Personal information
- Full name: Zhao Songyuan
- Date of birth: 7 April 2009 (age 17)
- Place of birth: Beijing, China
- Height: 1.94 m (6 ft 4 in)
- Position: Striker

Youth career
- 2021–: Tsinghua University High School

International career^{‡}
- Years: Team / Apps / (Gls)
- 2025–: China U17 / 18 / (20)
- 2026–: China / 1 / (0)

Medal record
Representing China
AFC U-17 Asian Cup
| Runner-up | 2026 Saudi Arabia |  |

= Zhao Songyuan =

Chinese footballer (born 2009)

Zhao Songyuan (赵松源 (趙松源, Zhào Sōngyuán); born 7 April 2009) is a Chinese footballer who plays as a striker for the China national team.

==Early life==
Born in Haidian, Beijing, on 7 April 2009, Zhao Songyuan's mother worked as a volleyball coach, while his father worked as a football coach. He received primary school education at Tsinghua University High School-Shangdi, and started participating in school competitions during fourth grade. However, he was often disadvantaged as he had slow pace due to his height. Football commentator Dong Lu worked as his mentor and recruited Zhao to Dong's Chinese Football Boy program. While continuing junior high school at Tsinghua University High School, his footballing talent was discovered by the school's Korean coaching crew, and became a starter for the team.

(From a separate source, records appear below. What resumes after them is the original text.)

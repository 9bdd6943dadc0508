//! Reference catalog: built-in metrics, data sources, segments, statistics
//! and pre-treatments, plus the per-platform default spec layers.

pub mod builtins;
pub mod catalog;
pub mod params;
pub mod platform;
pub mod pre_treatments;
pub mod statistics;
pub mod types;

pub use catalog::Catalog;
pub use params::Parameters;
pub use platform::{platform, platform_for_app, EnrollmentsQueryType, PlatformConfig, PLATFORMS};
pub use pre_treatments::{PreTreatment, PreTreatmentFactory};
pub use statistics::{Statistic, StatisticContext, StatisticFactory};
pub use types::{DataSource, ExperimentsColumnType, Metric, Segment, SegmentDataSource};
//! Tokenizer and parser for the expression inside a `{{ ... }}` block.
//!
//! ```text
//! expr    := call | path | literal
//! path    := ident ("." ident)*
//! call    := ident "(" [expr ("," expr)*] ")"
//! literal := 'single quoted' | "double quoted" | number
//! ```

use analysis_core::TemplateError;

#[derive(Debug, Clone, PartialEq)]
pub enum Expr {
    Path(Vec<String>),
    Call { name: String, args: Vec<Expr> },
    Literal(String),
}

#[derive(Debug, Clone, PartialEq)]
enum Token {
    Ident(String),
    Str(String),
    Number(String),
    Dot,
    Comma,
    LParen,
    RParen,
}

/// A piece of a template: literal text or an expression block.
#[derive(Debug, Clone, PartialEq)]
pub enum Segment {
    Text(String),
    Block { expr: Expr, offset: usize },
}

/// Split a template into literal text and parsed `{{ }}` blocks.
pub fn parse_template(template: &str) -> Result<Vec<Segment>, TemplateError> {
    let mut segments = Vec::new();
    let mut rest = template;
    let mut consumed = 0;

    while let Some(open) = rest.find("{{") {
        if open > 0 {
            segments.push(Segment::Text(rest[..open].to_string()));
        }
        let body_start = open + 2;
        let close = find_block_end(&rest[body_start..]).ok_or_else(|| TemplateError::Syntax {
            offset: consumed + open,
            message: "unterminated `{{` block".to_string(),
        })?;
        let body = &rest[body_start..body_start + close];
        let offset = consumed + body_start;
        let expr = parse_expr(body, offset)?;
        segments.push(Segment::Block { expr, offset });

        let next = body_start + close + 2;
        consumed += next;
        rest = &rest[next..];
    }
    if !rest.is_empty() {
        segments.push(Segment::Text(rest.to_string()));
    }
    Ok(segments)
}

/// Position of the closing `}}`, skipping over quoted strings.
fn find_block_end(body: &str) -> Option<usize> {
    let bytes = body.as_bytes();
    let mut quote: Option<u8> = None;
    let mut i = 0;
    while i < bytes.len() {
        let b = bytes[i];
        match quote {
            Some(q) if b == q => quote = None,
            Some(_) => {}
            None if b == b'\'' || b == b'"' => quote = Some(b),
            None if b == b'}' && bytes.get(i + 1) == Some(&b'}') => return Some(i),
            None => {}
        }
        i += 1;
    }
    None
}

pub fn parse_expr(source: &str, offset: usize) -> Result<Expr, TemplateError> {
    let tokens = tokenize(source, offset)?;
    let mut parser = Parser {
        tokens,
        pos: 0,
        offset,
    };
    let expr = parser.expr()?;
    if parser.pos != parser.tokens.len() {
        return Err(parser.error("unexpected trailing input"));
    }
    Ok(expr)
}

fn tokenize(source: &str, offset: usize) -> Result<Vec<(Token, usize)>, TemplateError> {
    let chars: Vec<(usize, char)> = source.char_indices().collect();
    let mut tokens = Vec::new();
    let mut i = 0;

    while i < chars.len() {
        let (pos, c) = chars[i];
        match c {
            c if c.is_whitespace() => i += 1,
            '.' => {
                tokens.push((Token::Dot, offset + pos));
                i += 1;
            }
            ',' => {
                tokens.push((Token::Comma, offset + pos));
                i += 1;
            }
            '(' => {
                tokens.push((Token::LParen, offset + pos));
                i += 1;
            }
            ')' => {
                tokens.push((Token::RParen, offset + pos));
                i += 1;
            }
            '\'' | '"' => {
                let quote = c;
                let mut value = String::new();
                i += 1;
                loop {
                    match chars.get(i) {
                        Some((_, ch)) if *ch == quote => break,
                        Some((_, ch)) => value.push(*ch),
                        None => {
                            return Err(TemplateError::Syntax {
                                offset: offset + pos,
                                message: "unterminated string literal".to_string(),
                            })
                        }
                    }
                    i += 1;
                }
                i += 1;
                tokens.push((Token::Str(value), offset + pos));
            }
            c if c.is_ascii_digit() || c == '-' => {
                let mut value = String::from(c);
                i += 1;
                while let Some((_, ch)) = chars.get(i) {
                    if ch.is_ascii_digit() || *ch == '.' {
                        value.push(*ch);
                        i += 1;
                    } else {
                        break;
                    }
                }
                if value == "-" || value.parse::<f64>().is_err() {
                    return Err(TemplateError::Syntax {
                        offset: offset + pos,
                        message: format!("invalid number `{value}`"),
                    });
                }
                tokens.push((Token::Number(value), offset + pos));
            }
            c if c.is_ascii_alphabetic() || c == '_' => {
                let mut value = String::from(c);
                i += 1;
                while let Some((_, ch)) = chars.get(i) {
                    if ch.is_ascii_alphanumeric() || *ch == '_' {
                        value.push(*ch);
                        i += 1;
                    } else {
                        break;
                    }
                }
                tokens.push((Token::Ident(value), offset + pos));
            }
            other => {
                return Err(TemplateError::Syntax {
                    offset: offset + pos,
                    message: format!("unexpected character `{other}`"),
                })
            }
        }
    }
    Ok(tokens)
}

struct Parser {
    tokens: Vec<(Token, usize)>,
    pos: usize,
    offset: usize,
}

impl Parser {
    fn peek(&self) -> Option<&Token> {
        self.tokens.get(self.pos).map(|(t, _)| t)
    }

    fn next(&mut self) -> Option<Token> {
        let token = self.tokens.get(self.pos).map(|(t, _)| t.clone());
        self.pos += 1;
        token
    }

    fn error(&self, message: &str) -> TemplateError {
        let offset = self
            .tokens
            .get(self.pos)
            .map_or(self.offset, |(_, pos)| *pos);
        TemplateError::Syntax {
            offset,
            message: message.to_string(),
        }
    }

    fn expr(&mut self) -> Result<Expr, TemplateError> {
        match self.next() {
            Some(Token::Str(s)) | Some(Token::Number(s)) => Ok(Expr::Literal(s)),
            Some(Token::Ident(name)) => {
                if self.peek() == Some(&Token::LParen) {
                    self.pos += 1;
                    self.call(name)
                } else {
                    self.path(name)
                }
            }
            None => Err(self.error("empty expression")),
            Some(_) => {
                self.pos -= 1;
                Err(self.error("expected an attribute, call or literal"))
            }
        }
    }

    fn path(&mut self, first: String) -> Result<Expr, TemplateError> {
        let mut parts = vec![first];
        while self.peek() == Some(&Token::Dot) {
            self.pos += 1;
            match self.next() {
                Some(Token::Ident(part)) => parts.push(part),
                _ => {
                    self.pos -= 1;
                    return Err(self.error("expected attribute name after `.`"));
                }
            }
        }
        Ok(Expr::Path(parts))
    }

    fn call(&mut self, name: String) -> Result<Expr, TemplateError> {
        let mut args = Vec::new();
        if self.peek() == Some(&Token::RParen) {
            self.pos += 1;
            return Ok(Expr::Call { name, args });
        }
        loop {
            args.push(self.expr()?);
            match self.next() {
                Some(Token::Comma) => continue,
                Some(Token::RParen) => break,
                _ => {
                    self.pos -= 1;
                    return Err(self.error("expected `,` or `)`"));
                }
            }
        }
        Ok(Expr::Call { name, args })
    }
}
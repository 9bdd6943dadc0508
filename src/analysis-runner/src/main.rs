//! Analysis Runner: validates, resolves and runs experiment analysis configs.

use std::path::PathBuf;
use std::sync::Arc;

use analysis_catalog::Catalog;
use analysis_core::config::AppConfig;
use analysis_core::dates::parse_date;
use analysis_experimenter::ExperimentCollection;
use analysis_external::{
    ConfigRepository, ExternalConfigCollection, GitConfigRepository, LocalConfigRepository,
};
use analysis_spec::AnalysisConfiguration;
use analysis_validation::Validator;
use analysis_warehouse::{Analysis, ClickHouseBackend, QueryBackend};
use anyhow::{bail, Context};
use chrono::Utc;
use clap::{Parser, Subcommand};
use tracing::{info, warn};

#[derive(Parser, Debug)]
#[command(name = "analysis-runner")]
#[command(about = "Experiment analysis configuration runner")]
#[command(version)]
struct Cli {
    /// Configuration file (TOML), layered under ANALYSIS_RUNNER__* variables
    #[arg(long, env = "ANALYSIS_RUNNER_CONFIG")]
    config: Option<String>,

    /// Warehouse URL (overrides config)
    #[arg(long, env = "ANALYSIS_RUNNER__WAREHOUSE__URL")]
    warehouse_url: Option<String>,

    /// Warehouse database (overrides config)
    #[arg(long, env = "ANALYSIS_RUNNER__WAREHOUSE__DATABASE")]
    database: Option<String>,

    /// Read configs from a checked-out directory instead of cloning
    #[arg(long)]
    config_dir: Option<PathBuf>,

    #[command(subcommand)]
    command: Commands,
}

#[derive(Subcommand, Debug)]
enum Commands {
    /// Dry-run config files and outcome snippets
    ValidateConfig {
        #[arg(required = true)]
        paths: Vec<PathBuf>,

        /// Max concurrent validations (overrides config)
        #[arg(long)]
        concurrency: Option<usize>,
    },

    /// Print the resolved configuration of an experiment as JSON
    Resolve {
        #[arg(long)]
        slug: String,
    },

    /// List configs newer than their warehouse tables
    StaleConfigs,

    /// Write the tables of an experiment that are due on a date
    Run {
        #[arg(long)]
        slug: String,

        /// Analysis date, YYYY-MM-DD (default: today)
        #[arg(long)]
        date: Option<String>,
    },
}

#[tokio::main]
async fn main() -> anyhow::Result<()> {
    tracing_subscriber::fmt()
        .with_env_filter(
            tracing_subscriber::EnvFilter::try_from_default_env()
                .unwrap_or_else(|_| "analysis_runner=info".into()),
        )
        .json()
        .init();

    let cli = Cli::parse();

    let mut config = AppConfig::load(cli.config.as_deref()).unwrap_or_else(|e| {
        warn!(error = %e, "Failed to load config, using defaults");
        AppConfig::default()
    });
    if let Some(url) = cli.warehouse_url {
        config.warehouse.url = url;
    }
    if let Some(database) = cli.database {
        config.warehouse.database = database;
    }

    info!(
        warehouse = %config.warehouse.url,
        database = %config.warehouse.database,
        "Configuration loaded"
    );

    let backend: Arc<dyn QueryBackend> = Arc::new(ClickHouseBackend::new(&config.warehouse));
    let repository: Box<dyn ConfigRepository> = match &cli.config_dir {
        Some(dir) => Box::new(LocalConfigRepository::new(dir)),
        None => Box::new(GitConfigRepository::from_config(&config.external)),
    };

    match cli.command {
        Commands::ValidateConfig { paths, concurrency } => {
            if let Some(n) = concurrency {
                config.validation.max_concurrency = n;
            }
            let experiments = ExperimentCollection::from_experimenter(&config.experimenter).await?;
            let validator = Arc::new(Validator::new(
                backend,
                Arc::new(experiments),
                Arc::new(Catalog::builtin()),
                &config.validation,
            ));

            let reports = validator.validate_all(paths).await;
            for report in &reports {
                println!("{report}");
            }
            let failed = reports.iter().filter(|r| !r.is_valid()).count();
            if failed > 0 {
                bail!("{failed} of {} configs are invalid", reports.len());
            }
        }

        Commands::Resolve { slug } => {
            let external = ExternalConfigCollection::from_repository(repository.as_ref()).await?;
            let experiments = ExperimentCollection::from_experimenter(&config.experimenter).await?;
            let resolved = resolve(&slug, &experiments, &external)?;
            println!("{}", serde_json::to_string_pretty(&resolved)?);
        }

        Commands::StaleConfigs => {
            let external = ExternalConfigCollection::from_repository(repository.as_ref()).await?;
            for stale in external.updated_configs(backend.as_ref()).await {
                println!("{}", stale.slug);
            }
        }

        Commands::Run { slug, date } => {
            let current_date = match date {
                Some(date) => parse_date("date", &date)?,
                None => Utc::now(),
            };
            let external = ExternalConfigCollection::from_repository(repository.as_ref()).await?;
            let experiments = ExperimentCollection::from_experimenter(&config.experimenter).await?;
            let resolved = resolve(&slug, &experiments, &external)?;

            let written = Analysis::new(&resolved)
                .run(backend.as_ref(), current_date)
                .await?;
            info!(slug = %slug, tables = ?written, "Run complete");
        }
    }

    Ok(())
}

fn resolve(
    slug: &str,
    experiments: &ExperimentCollection,
    external: &ExternalConfigCollection,
) -> anyhow::Result<AnalysisConfiguration> {
    let experiment = experiments
        .find(slug)
        .with_context(|| format!("No experiment with slug {slug} in Experimenter."))?;
    let spec = external.spec_for(experiment)?;
    Ok(spec.resolve(experiment, Catalog::shared())?)
}
pub mod config;
pub mod dates;
pub mod error;
pub mod types;

pub use config::AppConfig;
pub use error::{
    CatalogError, DryRunFailedError, ParseError, ResolutionError, StalenessCheckError,
    TemplateError,
};
pub use types::{
    AnalysisPeriod, Experiment, ExperimentStatus, Variant, MAX_ENROLLMENT_PERIOD_DAYS,
};
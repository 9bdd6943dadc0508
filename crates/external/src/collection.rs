use std::path::PathBuf;

use analysis_catalog::platform_for_app;
use analysis_core::types::normalize_table_name;
use analysis_core::{Experiment, ParseError};
use analysis_spec::{AnalysisSpec, OutcomeSpec};
use analysis_warehouse::QueryBackend;
use chrono::{DateTime, Utc};
use tracing::{debug, info, warn};

use crate::path::ConfigPath;
use crate::repository::{ConfigFile, ConfigRepository, ExternalError};

/// An experiment-specific spec.
#[derive(Debug, Clone, PartialEq)]
pub struct ExternalConfig {
    pub slug: String,
    pub spec: AnalysisSpec,
    pub last_modified: DateTime<Utc>,
}

#[derive(Debug, Clone, PartialEq)]
pub struct ExternalOutcome {
    pub slug: String,
    pub platform: String,
    pub spec: OutcomeSpec,
    pub last_modified: DateTime<Utc>,
}

/// A file that failed to parse. It is reported, not fatal.
#[derive(Debug, Clone, PartialEq)]
pub struct SkippedFile {
    pub path: PathBuf,
    pub error: ParseError,
}

#[derive(Debug, Clone, Default, PartialEq)]
pub struct ExternalConfigCollection {
    pub configs: Vec<ExternalConfig>,
    pub outcomes: Vec<ExternalOutcome>,
    pub skipped: Vec<SkippedFile>,
}

impl ExternalConfigCollection {
    pub async fn from_repository(repo: &dyn ConfigRepository) -> Result<Self, ExternalError> {
        let collection = Self::from_files(repo.files().await?);
        info!(
            configs = collection.configs.len(),
            outcomes = collection.outcomes.len(),
            skipped = collection.skipped.len(),
            "Loaded external configs"
        );
        Ok(collection)
    }

    pub fn from_files(files: impl IntoIterator<Item = ConfigFile>) -> Self {
        let mut collection = Self::default();
        for file in files {
            let Some(kind) = ConfigPath::classify(&file.path) else {
                continue;
            };
            let parsed = match kind {
                ConfigPath::Experiment { slug } => {
                    AnalysisSpec::from_toml_str(&file.contents).map(|spec| {
                        collection.configs.push(ExternalConfig {
                            slug,
                            spec,
                            last_modified: file.last_modified,
                        })
                    })
                }
                ConfigPath::Outcome { platform, slug } => {
                    OutcomeSpec::from_toml_str(&file.contents).map(|spec| {
                        collection.outcomes.push(ExternalOutcome {
                            slug,
                            spec: spec.with_platform(platform.clone()),
                            platform,
                            last_modified: file.last_modified,
                        })
                    })
                }
            };
            if let Err(error) = parsed {
                warn!(path = %file.path.display(), error = %error, "Skipping invalid config");
                collection.skipped.push(SkippedFile {
                    path: file.path,
                    error,
                });
            }
        }
        collection
    }

    pub fn spec_for_experiment(&self, slug: &str) -> Option<&AnalysisSpec> {
        self.configs.iter().find(|c| c.slug == slug).map(|c| &c.spec)
    }

    /// Outcome `slug` as written for `platform`. The same slug may exist
    /// under several platforms.
    pub fn outcome(&self, slug: &str, platform: &str) -> Option<&ExternalOutcome> {
        self.outcomes_for_platform(platform).find(|o| o.slug == slug)
    }

    pub fn outcomes_for_platform<'a: 'p, 'p>(
        &'a self,
        platform: &'p str,
    ) -> impl Iterator<Item = &'a ExternalOutcome> + 'p {
        self.outcomes.iter().filter(move |o| o.platform == platform)
    }

    /// Platform defaults, then the experiment's outcomes for its platform,
    /// then its own config.
    pub fn spec_for(&self, experiment: &Experiment) -> Result<AnalysisSpec, ParseError> {
        let platform = platform_for_app(&experiment.app_name, &experiment.app_id)
            .map_or(experiment.app_name.as_str(), |p| p.name);

        let mut spec = AnalysisSpec::default_for_experiment(experiment)?;
        for slug in &experiment.outcomes {
            match self.outcome(slug, platform) {
                Some(outcome) => {
                    spec.merge_outcome(&outcome.spec);
                }
                None => warn!(
                    slug = %experiment.experimenter_slug,
                    outcome = %slug,
                    platform = %platform,
                    "Outcome not found"
                ),
            }
        }
        if let Some(custom) = self.spec_for_experiment(&experiment.experimenter_slug) {
            spec.merge(custom);
        }
        Ok(spec)
    }

    /// Configs whose tables are missing or older than the config. When table
    /// metadata cannot be read every config counts as stale.
    pub async fn updated_configs(&self, backend: &dyn QueryBackend) -> Vec<&ExternalConfig> {
        let tables = match backend.table_labels().await {
            Ok(tables) => tables,
            Err(e) => {
                warn!(error = %e, "Treating every config as stale");
                metrics::counter!("external.config.stale").increment(self.configs.len() as u64);
                return self.configs.iter().collect();
            }
        };

        let stale: Vec<&ExternalConfig> = self
            .configs
            .iter()
            .filter(|config| {
                let prefix = normalize_table_name(&config.slug);
                let mut seen = false;
                for table in tables.iter().filter(|t| t.table_name.starts_with(&prefix)) {
                    seen = true;
                    match table.last_updated {
                        Some(updated) if updated < config.last_modified => return true,
                        _ => {}
                    }
                }
                !seen
            })
            .collect();

        for config in &stale {
            debug!(slug = %config.slug, "Config is stale");
        }
        metrics::counter!("external.config.stale").increment(stale.len() as u64);
        stale
    }
}
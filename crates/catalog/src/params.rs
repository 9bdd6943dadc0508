//! Typed parameters of statistic and pre-treatment blocks.
//!
//! Each factory declares a `Deserialize` struct with `deny_unknown_fields`
//! and default fns; the free-form block table is deserialized into it.

use analysis_core::ResolutionError;
use serde::de::DeserializeOwned;

pub type Parameters = toml::Table;

/// Deserialize the parameter table of block `name` into `T`.
pub fn parse_params<T: DeserializeOwned>(
    kind: &'static str,
    name: &str,
    params: &Parameters,
) -> Result<T, ResolutionError> {
    toml::Value::Table(params.clone())
        .try_into()
        .map_err(|e: toml::de::Error| invalid(kind, name, e.message().trim()))
}

pub fn invalid(kind: &'static str, name: &str, reason: impl Into<String>) -> ResolutionError {
    ResolutionError::InvalidParameter {
        kind,
        name: name.to_string(),
        reason: reason.into(),
    }
}

/// Fail with `reason` unless `check` holds for an already-parsed value.
pub fn ensure(
    kind: &'static str,
    name: &str,
    check: bool,
    reason: &str,
) -> Result<(), ResolutionError> {
    if check {
        Ok(())
    } else {
        Err(invalid(kind, name, reason))
    }
}

/// Parameters of blocks that take none.
#[derive(Debug, serde::Deserialize)]
#[serde(deny_unknown_fields)]
pub struct NoParams {}

#[cfg(test)]
mod tests {
    use super::*;
    use serde::Deserialize;

    #[derive(Debug, Deserialize)]
    #[serde(deny_unknown_fields)]
    struct Sampling {
        #[serde(default = "default_num_samples")]
        num_samples: u32,
        #[serde(default)]
        log_space: bool,
        #[serde(default = "default_fraction")]
        fraction: f64,
    }

    fn default_num_samples() -> u32 {
        5
    }

    fn default_fraction() -> f64 {
        0.5
    }

    fn params(src: &str) -> Parameters {
        toml::from_str(src).unwrap()
    }

    #[test]
    fn test_defaults_and_values() {
        let p: Sampling = parse_params("statistic", "x", &params("num_samples = 10\nlog_space = true\nfraction = 1")).unwrap();
        assert_eq!(p.num_samples, 10);
        assert!(p.log_space);
        assert_eq!(p.fraction, 1.0);

        let p: Sampling = parse_params("statistic", "x", &Parameters::new()).unwrap();
        assert_eq!(p.num_samples, 5);
        assert_eq!(p.fraction, 0.5);
    }

    #[test]
    fn test_unknown_and_mistyped() {
        let err = parse_params::<Sampling>("statistic", "bootstrap_mean", &params("num_sample = 10")).unwrap_err();
        assert!(err.to_string().contains("num_sample"));
        assert!(err.to_string().contains("bootstrap_mean"));

        assert!(parse_params::<Sampling>("statistic", "x", &params("num_samples = \"ten\"")).is_err());
        assert!(parse_params::<Sampling>("statistic", "x", &params("num_samples = -1")).is_err());
        assert!(parse_params::<NoParams>("pre-treatment", "remove_nulls", &params("fraction = 0.5")).is_err());
    }
}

In September 2025, Zhao followed Beijing U16 as they won a gold medal for football at the 2025 National Games of China.

==International career==
Zhao first entered the radar of China's national team setup at the U15 level in 2024. In November 2025, he was called up play in the 2026 AFC U-17 Asian Cup qualifiers for China U17. Making appearances in four of China's five matches, Zhao scored eleven goals as China advanced onto the final tournament. For his performances, he was recognised as one of the nominees for the 2025 Chinese U17 Golden Boy. In the 2026 AFC U-17 Asian Cup, he scored four goals in six matches as China came as runners-up in the tournament, helping China qualify for a first FIFA U-17 World Cup after a twenty-one-year absence.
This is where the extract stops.